DATASET EXTRACT:
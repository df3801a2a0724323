//! Source text positions and ranges.

use std::fmt;

// Re-export from text-size for compatibility
pub use text_size::TextRange;
pub use text_size::TextSize;

/// A line and column position in source text.
///
/// Both line and column are 0-indexed internally, but displayed as 1-indexed.
#[derive(Copy, Clone, Eq, PartialEq, Hash, Default, PartialOrd, Ord)]
pub struct LineCol {
    /// 0-indexed line number
    pub line: u32,
    /// 0-indexed column (in UTF-8 bytes, not characters)
    pub col: u32,
}

impl LineCol {
    #[inline]
    pub const fn new(line: u32, col: u32) -> Self {
        Self { line, col }
    }

    /// Create from 1-indexed line and column (as displayed to users).
    #[inline]
    pub const fn from_one_indexed(line: u32, col: u32) -> Self {
        Self {
            line: line.saturating_sub(1),
            col: col.saturating_sub(1),
        }
    }

    #[inline]
    pub const fn line_one_indexed(self) -> u32 {
        self.line + 1
    }

    #[inline]
    pub const fn col_one_indexed(self) -> u32 {
        self.col + 1
    }
}

impl fmt::Debug for LineCol {
    fn fmt(&self, f: &mut fmt::Formatter<'_>) -> fmt::Result {
        write!(f, "{}:{}", self.line_one_indexed(), self.col_one_indexed())
    }
}

impl fmt::Display for LineCol {
    fn fmt(&self, f: &mut fmt::Formatter<'_>) -> fmt::Result {
        write!(f, "{}:{}", self.line_one_indexed(), self.col_one_indexed())
    }
}

/// Index for converting between byte offsets and line/column positions.
///
/// Recognises `\n`, `\r\n` and a lone `\r` as line terminators, since source
/// files reach the core with or without CR stripping.
#[derive(Clone, Debug)]
pub struct LineIndex {
    /// Byte offset of the start of each line
    line_starts: Vec<TextSize>,
    len: TextSize,
}

impl LineIndex {
    pub fn new(text: &str) -> Self {
        let mut line_starts = vec![TextSize::from(0)];
        let bytes = text.as_bytes();

        let mut offset = 0;
        while offset < bytes.len() {
            match bytes[offset] {
                b'\n' => line_starts.push(TextSize::from((offset + 1) as u32)),
                b'\r' if bytes.get(offset + 1) != Some(&b'\n') => {
                    line_starts.push(TextSize::from((offset + 1) as u32))
                }
                _ => {}
            }
            offset += 1;
        }

        Self {
            line_starts,
            len: TextSize::from(text.len() as u32),
        }
    }

    /// Convert a byte offset to a line/column position.
    ///
    /// Offsets past the end of the text clamp to the end.
    pub fn line_col(&self, offset: TextSize) -> LineCol {
        let offset = offset.min(self.len);
        let line = self
            .line_starts
            .partition_point(|&start| start <= offset)
            .saturating_sub(1);

        let line_start = self.line_starts[line];
        let col = offset - line_start;

        LineCol {
            line: line as u32,
            col: col.into(),
        }
    }

    /// Convert both ends of a range.
    pub fn range(&self, range: TextRange) -> (LineCol, LineCol) {
        (self.line_col(range.start()), self.line_col(range.end()))
    }

    /// Convert a line/column position to a byte offset.
    pub fn offset(&self, line_col: LineCol) -> Option<TextSize> {
        let line_start = self.line_starts.get(line_col.line as usize)?;
        Some(*line_start + TextSize::from(line_col.col))
    }

    /// Get the number of lines.
    pub fn len(&self) -> usize {
        self.line_starts.len()
    }

    pub fn is_empty(&self) -> bool {
        self.line_starts.is_empty()
    }
}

YOUR TASK: What you should produce is an exact retyping of every line above.

RESULT:
repository df3801a2a0724323
//! Source text positions and ranges.

use std::fmt;

// Re-export from text-size for compatibility
pub use text_size::TextRange;
pub use text_size::TextSize;

/// A line and column position in source text.
///
/// Both line and column are 0-indexed internally, but displayed as 1-indexed.
#[derive(Copy, Clone, Eq, PartialEq, Hash, Default, PartialOrd, Ord)]
pub struct LineCol {
    /// 0-indexed line number
    pub line: u32,
    /// 0-indexed column (in UTF-8 bytes, not characters)
    pub col: u32,
}

impl LineCol {
    #[inline]
    pub const fn new(line: u32, col: u32) -> Self {
        Self { line, col }
    }

    /// Create from 1-indexed line and column (as displayed to users).
    #[inline]
    pub const fn from_one_indexed(line: u32, col: u32) -> Self {
        Self {
            line: line.saturating_sub(1),
            col: col.saturating_sub(1),
        }
    }

    #[inline]
    pub const fn line_one_indexed(self) -> u32 {
        self.line + 1
    }

    #[inline]
    pub const fn col_one_indexed(self) -> u32 {
        self.col + 1
    }
}

impl fmt::Debug for LineCol {
    fn fmt(&self, f: &mut fmt::Formatter<'_>) -> fmt::Result {
        write!(f, "{}:{}", self.line_one_indexed(), self.col_one_indexed())
    }
}

impl fmt::Display for LineCol {
    fn fmt(&self, f: &mut fmt::Formatter<'_>) -> fmt::Result {
        write!(f, "{}:{}", self.line_one_indexed(), self.col_one_indexed())
    }
}

/// Index for converting between byte offsets and line/column positions.
///
/// Recognises `\n`, `\r\n` and a lone `\r` as line terminators, since source
/// files reach the core with or without CR stripping.
#[derive(Clone, Debug)]
pub struct LineIndex {
    /// Byte offset of the start of each line
    line_starts: Vec<TextSize>,
    len: TextSize,
}

impl LineIndex {
    pub fn new(text: &str) -> Self {
        let mut line_starts = vec![TextSize::from(0)];
        let bytes = text.as_bytes();

        let mut offset = 0;
        while offset < bytes.len() {
            match bytes[offset] {
                b'\n' => line_starts.push(TextSize::from((offset + 1) as u32)),
                b'\r' if bytes.get(offset + 1) != Some(&b'\n') => {
                    line_starts.push(TextSize::from((offset + 1) as u32))
                }
                _ => {}
            }
            offset += 1;
        }

        Self {
            line_starts,
            len: TextSize::from(text.len() as u32),
        }
    }

    /// Convert a byte offset to a line/column position.
    ///
    /// Offsets past the end of the text clamp to the end.
    pub fn line_col(&self, offset: TextSize) -> LineCol {
        let offset = offset.min(self.len);
        let line = self
            .line_starts
            .partition_point(|&start| start <= offset)
            .saturating_sub(1);

        let line_start = self.line_starts[line];
        let col = offset - line_start;

        LineCol {
            line: line as u32,
            col: col.into(),
        }
    }

    /// Convert both ends of a range.
    pub fn range(&self, range: TextRange) -> (LineCol, LineCol) {
        (self.line_col(range.start()), self.line_col(range.end()))
    }

    /// Convert a line/column position to a byte offset.
    pub fn offset(&self, line_col: LineCol) -> Option<TextSize> {
        let line_start = self.line_starts.get(line_col.line as usize)?;
        Some(*line_start + TextSize::from(line_col.col))
    }

    /// Get the number of lines.
    pub fn len(&self) -> usize {
        self.line_starts.len()
    }

    pub fn is_empty(&self) -> bool {
        self.line_starts.is_empty()
    }
}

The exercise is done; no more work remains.